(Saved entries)
————————
#![forbid(unsafe_code)]

//! Grid assembly integration tests: four-region layout, band-aware command
//! routing, and event ascent across the composite boundary.

use stratum_grid::{GridLayer, GridRegion};
use stratum_layers::{
    CellUpdateEvent, ColumnHideShowLayer, ColumnResizeCommand, DataLayer, Layer, LayerEvent,
    MultiColumnHideCommand, ShowAllColumnsCommand, UpdateDataCommand, VecDataProvider,
};

type BodyStack = ColumnHideShowLayer<DataLayer<VecDataProvider<String>>>;

fn grid() -> GridLayer {
    let mut body_provider = VecDataProvider::new(5, 4);
    for column in 0..5 {
        for row in 0..4 {
            body_provider.seed(column, row, format!("[{column},{row}]"));
        }
    }
    let body: BodyStack = ColumnHideShowLayer::new(DataLayer::new(body_provider));
    GridLayer::new(
        Box::new(DataLayer::new(VecDataProvider::<String>::new(1, 1))),
        Box::new(DataLayer::new(VecDataProvider::<String>::new(5, 1))),
        Box::new(DataLayer::new(VecDataProvider::<String>::new(1, 4))),
        Box::new(body),
    )
}

fn body_of(grid: &GridLayer) -> &BodyStack {
    grid.body_layer()
        .and_then(|layer| layer.as_any().downcast_ref())
        .expect("body stack")
}

#[test]
fn grid_concatenates_the_four_regions() {
    let grid = grid();
    assert_eq!(grid.column_count(), 6);
    assert_eq!(grid.row_count(), 5);

    assert_eq!(grid.region_by_position(0, 0), Some(GridRegion::Corner));
    assert_eq!(grid.region_by_position(3, 0), Some(GridRegion::ColumnHeader));
    assert_eq!(grid.region_by_position(0, 2), Some(GridRegion::RowHeader));
    assert_eq!(grid.region_by_position(3, 2), Some(GridRegion::Body));
    assert_eq!(grid.region_by_position(6, 0), None);
}

#[test]
fn start_x_crosses_the_row_header_band() {
    let grid = grid();
    // Row-header band is one default-width column.
    assert_eq!(grid.start_x_of_column_position(0), Some(0));
    assert_eq!(grid.start_x_of_column_position(1), Some(100));
    assert_eq!(grid.start_x_of_column_position(2), Some(200));
    assert_eq!(grid.start_x_of_column_position(6), Some(600));
}

#[test]
fn cell_update_routes_to_the_body() {
    let mut grid = grid();
    grid.drain_events();

    // Grid (3, 2) is body (2, 1): one column of row header, one row of
    // column header before the body band.
    let mut update = UpdateDataCommand::new(grid.id(), 3, 2, "routed".to_string());
    assert!(grid.do_command(&mut update));

    let body = body_of(&grid);
    assert_eq!(
        body.underlying().value_by_position(2, 1),
        Some("routed".to_string())
    );

    // The body's cell event ascends back into grid coordinates.
    let events = grid.drain_events();
    let updates: Vec<&CellUpdateEvent> = events
        .iter()
        .filter_map(|e| e.as_any().downcast_ref())
        .collect();
    assert_eq!(updates.len(), 1);
    assert_eq!(updates[0].column_position(), 3);
    assert_eq!(updates[0].row_position(), 2);
    assert_eq!(updates[0].layer(), grid.id());
}

#[test]
fn column_resize_is_consumed_by_the_first_band_that_can_represent_it() {
    let mut grid = grid();
    let mut resize = ColumnResizeCommand::new(grid.id(), 2, 80);
    assert!(grid.do_command(&mut resize));

    // Routing order puts the column header before the body, so the header
    // band consumes the resize for its local position 1.
    assert_eq!(
        grid.column_header_layer()
            .and_then(|l| l.column_width_by_position(1)),
        Some(80)
    );
    let body = body_of(&grid);
    assert_eq!(body.column_width_by_position(1), Some(100));
}

#[test]
fn resize_outside_every_band_is_dropped() {
    let mut grid = grid();
    let mut resize = ColumnResizeCommand::new(grid.id(), 9, 80);
    assert!(!grid.do_command(&mut resize));
}

#[test]
fn hide_command_reaches_the_body_stack() {
    let mut grid = grid();
    // Grid columns 2 and 4 are body positions 1 and 3. The column header
    // band can also represent them but has no hide handling, so routing
    // falls through to the body.
    let mut hide = MultiColumnHideCommand::new(grid.id(), &[2, 4]);
    assert!(grid.do_command(&mut hide));

    let body = body_of(&grid);
    assert_eq!(body.column_count(), 3);
    assert_eq!(body.column_position_by_index(1), None);
    assert_eq!(body.column_position_by_index(3), None);
}

#[test]
fn context_free_show_all_finds_the_hide_show_layer() {
    let mut grid = grid();
    let mut hide = MultiColumnHideCommand::new(grid.id(), &[1, 2, 3]);
    assert!(grid.do_command(&mut hide));
    assert_eq!(body_of(&grid).column_count(), 2);

    let mut show_all = ShowAllColumnsCommand::new();
    assert!(grid.do_command(&mut show_all));
    assert_eq!(body_of(&grid).column_count(), 5);
}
————————
EXERCISE DESCRIPTION: Every line above with the string "routed" in it needs to be copied.

RESULT OF THIS EXERCISE:
    let mut update = UpdateDataCommand::new(grid.id(), 3, 2, "routed".to_string());
        Some("routed".to_string())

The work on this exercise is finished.